Input for this task:
****

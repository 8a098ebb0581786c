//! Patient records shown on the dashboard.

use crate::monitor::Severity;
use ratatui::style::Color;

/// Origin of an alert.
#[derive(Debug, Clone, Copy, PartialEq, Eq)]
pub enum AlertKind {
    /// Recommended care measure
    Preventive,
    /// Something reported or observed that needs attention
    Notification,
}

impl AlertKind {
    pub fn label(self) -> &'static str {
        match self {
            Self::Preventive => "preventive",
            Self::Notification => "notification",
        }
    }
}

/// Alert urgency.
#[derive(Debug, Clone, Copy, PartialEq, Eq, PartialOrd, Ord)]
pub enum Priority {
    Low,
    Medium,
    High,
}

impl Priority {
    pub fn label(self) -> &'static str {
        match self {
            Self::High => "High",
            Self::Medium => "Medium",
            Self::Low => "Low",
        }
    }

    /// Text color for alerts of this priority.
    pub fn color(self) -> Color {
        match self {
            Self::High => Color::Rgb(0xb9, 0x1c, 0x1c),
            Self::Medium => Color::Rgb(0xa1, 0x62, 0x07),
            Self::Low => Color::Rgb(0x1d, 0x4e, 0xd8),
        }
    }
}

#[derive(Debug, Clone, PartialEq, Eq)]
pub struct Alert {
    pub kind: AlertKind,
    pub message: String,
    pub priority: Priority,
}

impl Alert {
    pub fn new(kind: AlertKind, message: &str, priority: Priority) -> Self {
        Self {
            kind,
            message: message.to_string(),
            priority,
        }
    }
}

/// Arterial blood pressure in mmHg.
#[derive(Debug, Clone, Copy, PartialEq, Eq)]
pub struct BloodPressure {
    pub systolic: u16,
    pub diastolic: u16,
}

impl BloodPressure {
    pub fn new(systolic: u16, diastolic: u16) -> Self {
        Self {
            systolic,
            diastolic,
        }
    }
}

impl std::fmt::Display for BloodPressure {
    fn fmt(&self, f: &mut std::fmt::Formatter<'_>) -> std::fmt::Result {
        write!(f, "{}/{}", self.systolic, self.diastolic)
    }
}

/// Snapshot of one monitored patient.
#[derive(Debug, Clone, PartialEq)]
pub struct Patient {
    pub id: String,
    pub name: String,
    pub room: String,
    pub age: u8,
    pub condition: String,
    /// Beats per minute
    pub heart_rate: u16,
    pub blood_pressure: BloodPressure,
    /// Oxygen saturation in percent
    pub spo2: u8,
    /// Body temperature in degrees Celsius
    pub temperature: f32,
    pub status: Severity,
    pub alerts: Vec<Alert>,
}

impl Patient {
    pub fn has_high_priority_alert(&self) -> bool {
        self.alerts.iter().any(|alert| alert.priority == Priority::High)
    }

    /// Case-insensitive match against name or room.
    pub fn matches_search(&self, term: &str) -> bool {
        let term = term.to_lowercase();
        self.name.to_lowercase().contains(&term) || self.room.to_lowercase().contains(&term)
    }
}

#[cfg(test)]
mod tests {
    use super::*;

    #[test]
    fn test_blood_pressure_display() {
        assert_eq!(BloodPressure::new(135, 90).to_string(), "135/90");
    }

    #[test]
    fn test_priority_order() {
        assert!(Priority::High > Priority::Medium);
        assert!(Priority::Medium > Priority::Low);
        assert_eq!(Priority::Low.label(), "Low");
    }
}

****

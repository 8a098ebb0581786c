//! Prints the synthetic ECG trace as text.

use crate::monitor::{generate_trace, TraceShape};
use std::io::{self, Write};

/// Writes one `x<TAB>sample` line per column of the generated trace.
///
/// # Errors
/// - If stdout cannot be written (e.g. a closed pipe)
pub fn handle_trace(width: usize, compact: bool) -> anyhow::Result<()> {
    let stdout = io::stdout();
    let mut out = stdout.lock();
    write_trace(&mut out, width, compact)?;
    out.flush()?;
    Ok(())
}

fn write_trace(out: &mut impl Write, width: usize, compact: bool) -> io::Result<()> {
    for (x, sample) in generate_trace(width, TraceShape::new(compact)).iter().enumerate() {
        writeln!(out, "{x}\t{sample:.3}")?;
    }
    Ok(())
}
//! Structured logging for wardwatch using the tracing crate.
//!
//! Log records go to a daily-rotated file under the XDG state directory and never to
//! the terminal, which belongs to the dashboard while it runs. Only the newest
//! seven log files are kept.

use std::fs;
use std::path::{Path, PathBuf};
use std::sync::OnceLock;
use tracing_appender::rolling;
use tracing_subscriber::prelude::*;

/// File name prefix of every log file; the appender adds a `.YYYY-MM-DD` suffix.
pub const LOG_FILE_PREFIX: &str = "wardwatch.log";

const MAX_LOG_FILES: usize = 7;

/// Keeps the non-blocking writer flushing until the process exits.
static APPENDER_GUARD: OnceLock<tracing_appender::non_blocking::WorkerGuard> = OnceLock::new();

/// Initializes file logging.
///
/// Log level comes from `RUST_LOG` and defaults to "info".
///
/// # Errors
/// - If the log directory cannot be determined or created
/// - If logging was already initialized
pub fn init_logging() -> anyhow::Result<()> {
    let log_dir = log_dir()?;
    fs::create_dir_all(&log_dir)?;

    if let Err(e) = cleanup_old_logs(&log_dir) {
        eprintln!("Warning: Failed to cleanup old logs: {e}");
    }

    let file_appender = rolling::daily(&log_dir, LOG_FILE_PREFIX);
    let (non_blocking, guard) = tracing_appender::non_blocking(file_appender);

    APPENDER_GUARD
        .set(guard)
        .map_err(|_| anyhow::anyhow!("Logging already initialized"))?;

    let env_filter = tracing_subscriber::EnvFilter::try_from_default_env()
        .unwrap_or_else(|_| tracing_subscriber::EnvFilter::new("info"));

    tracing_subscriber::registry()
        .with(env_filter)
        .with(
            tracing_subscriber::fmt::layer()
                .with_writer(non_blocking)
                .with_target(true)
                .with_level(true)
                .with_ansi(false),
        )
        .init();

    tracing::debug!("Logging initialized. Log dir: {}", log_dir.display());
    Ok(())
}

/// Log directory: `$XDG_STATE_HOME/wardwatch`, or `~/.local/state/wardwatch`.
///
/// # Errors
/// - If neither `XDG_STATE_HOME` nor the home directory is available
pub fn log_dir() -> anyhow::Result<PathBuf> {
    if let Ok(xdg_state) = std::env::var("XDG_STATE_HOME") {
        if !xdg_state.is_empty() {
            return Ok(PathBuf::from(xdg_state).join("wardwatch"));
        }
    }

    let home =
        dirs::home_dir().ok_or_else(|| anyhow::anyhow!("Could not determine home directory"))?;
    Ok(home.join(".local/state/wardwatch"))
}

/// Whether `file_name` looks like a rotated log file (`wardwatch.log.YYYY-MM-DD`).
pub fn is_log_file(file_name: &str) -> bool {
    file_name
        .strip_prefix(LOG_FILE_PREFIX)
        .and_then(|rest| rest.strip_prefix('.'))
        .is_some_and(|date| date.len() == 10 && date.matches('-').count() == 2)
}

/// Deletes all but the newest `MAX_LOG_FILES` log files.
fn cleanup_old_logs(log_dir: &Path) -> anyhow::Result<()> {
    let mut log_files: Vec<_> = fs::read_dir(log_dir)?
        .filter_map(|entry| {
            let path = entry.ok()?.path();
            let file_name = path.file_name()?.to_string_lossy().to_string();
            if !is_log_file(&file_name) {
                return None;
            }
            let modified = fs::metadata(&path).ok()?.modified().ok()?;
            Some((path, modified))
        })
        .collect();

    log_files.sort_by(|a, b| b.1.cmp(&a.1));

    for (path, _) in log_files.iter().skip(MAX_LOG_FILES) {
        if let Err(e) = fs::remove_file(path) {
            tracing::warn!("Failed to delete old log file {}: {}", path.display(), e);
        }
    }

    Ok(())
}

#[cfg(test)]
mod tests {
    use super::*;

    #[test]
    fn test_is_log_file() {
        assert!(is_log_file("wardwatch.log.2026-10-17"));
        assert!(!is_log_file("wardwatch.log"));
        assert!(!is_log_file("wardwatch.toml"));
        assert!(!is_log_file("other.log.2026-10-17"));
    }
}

****

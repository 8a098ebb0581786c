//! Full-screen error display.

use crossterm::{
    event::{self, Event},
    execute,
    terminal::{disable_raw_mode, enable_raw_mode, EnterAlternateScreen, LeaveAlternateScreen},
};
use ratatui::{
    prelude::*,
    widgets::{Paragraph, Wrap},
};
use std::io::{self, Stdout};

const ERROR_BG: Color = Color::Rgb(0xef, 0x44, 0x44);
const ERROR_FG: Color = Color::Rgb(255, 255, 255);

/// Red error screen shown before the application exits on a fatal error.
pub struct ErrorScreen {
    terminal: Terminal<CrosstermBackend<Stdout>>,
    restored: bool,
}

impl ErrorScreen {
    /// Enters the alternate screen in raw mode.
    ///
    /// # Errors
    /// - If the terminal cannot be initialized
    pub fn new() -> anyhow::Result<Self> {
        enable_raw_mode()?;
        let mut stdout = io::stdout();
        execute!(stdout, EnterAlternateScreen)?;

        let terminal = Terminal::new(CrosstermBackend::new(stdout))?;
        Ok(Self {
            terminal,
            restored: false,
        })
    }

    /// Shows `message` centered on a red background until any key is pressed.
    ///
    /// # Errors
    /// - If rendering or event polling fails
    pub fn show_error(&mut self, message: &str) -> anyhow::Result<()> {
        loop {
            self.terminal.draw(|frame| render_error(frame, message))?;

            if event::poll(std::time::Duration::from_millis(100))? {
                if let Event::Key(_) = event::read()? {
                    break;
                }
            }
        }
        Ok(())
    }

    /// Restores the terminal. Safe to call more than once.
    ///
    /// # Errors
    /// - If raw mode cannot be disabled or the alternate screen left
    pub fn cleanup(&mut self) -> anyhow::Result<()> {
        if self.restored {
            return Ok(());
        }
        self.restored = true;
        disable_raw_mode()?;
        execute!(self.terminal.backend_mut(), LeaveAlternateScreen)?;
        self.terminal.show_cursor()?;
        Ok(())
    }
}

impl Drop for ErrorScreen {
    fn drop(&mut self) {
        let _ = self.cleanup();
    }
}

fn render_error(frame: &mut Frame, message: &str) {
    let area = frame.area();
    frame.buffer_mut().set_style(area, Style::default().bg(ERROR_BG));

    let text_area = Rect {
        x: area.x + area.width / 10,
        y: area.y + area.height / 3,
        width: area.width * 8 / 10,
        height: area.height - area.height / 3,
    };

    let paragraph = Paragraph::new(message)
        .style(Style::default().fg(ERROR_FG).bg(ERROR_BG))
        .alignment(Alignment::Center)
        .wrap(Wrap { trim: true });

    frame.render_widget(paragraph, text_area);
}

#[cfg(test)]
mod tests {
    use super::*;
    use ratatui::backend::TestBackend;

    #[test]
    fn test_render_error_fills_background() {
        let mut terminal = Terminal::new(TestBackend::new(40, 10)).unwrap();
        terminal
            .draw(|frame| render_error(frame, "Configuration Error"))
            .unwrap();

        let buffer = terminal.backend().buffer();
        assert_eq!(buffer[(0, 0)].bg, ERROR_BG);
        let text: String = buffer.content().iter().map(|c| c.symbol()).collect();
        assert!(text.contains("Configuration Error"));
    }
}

****

Find the lines in the entries above where "bool" occurs, and copy each of them.

Exercise answer:
    pub fn has_high_priority_alert(&self) -> bool {
    pub fn matches_search(&self, term: &str) -> bool {
pub fn handle_trace(width: usize, compact: bool) -> anyhow::Result<()> {
fn write_trace(out: &mut impl Write, width: usize, compact: bool) -> io::Result<()> {
pub fn is_log_file(file_name: &str) -> bool {
    restored: bool,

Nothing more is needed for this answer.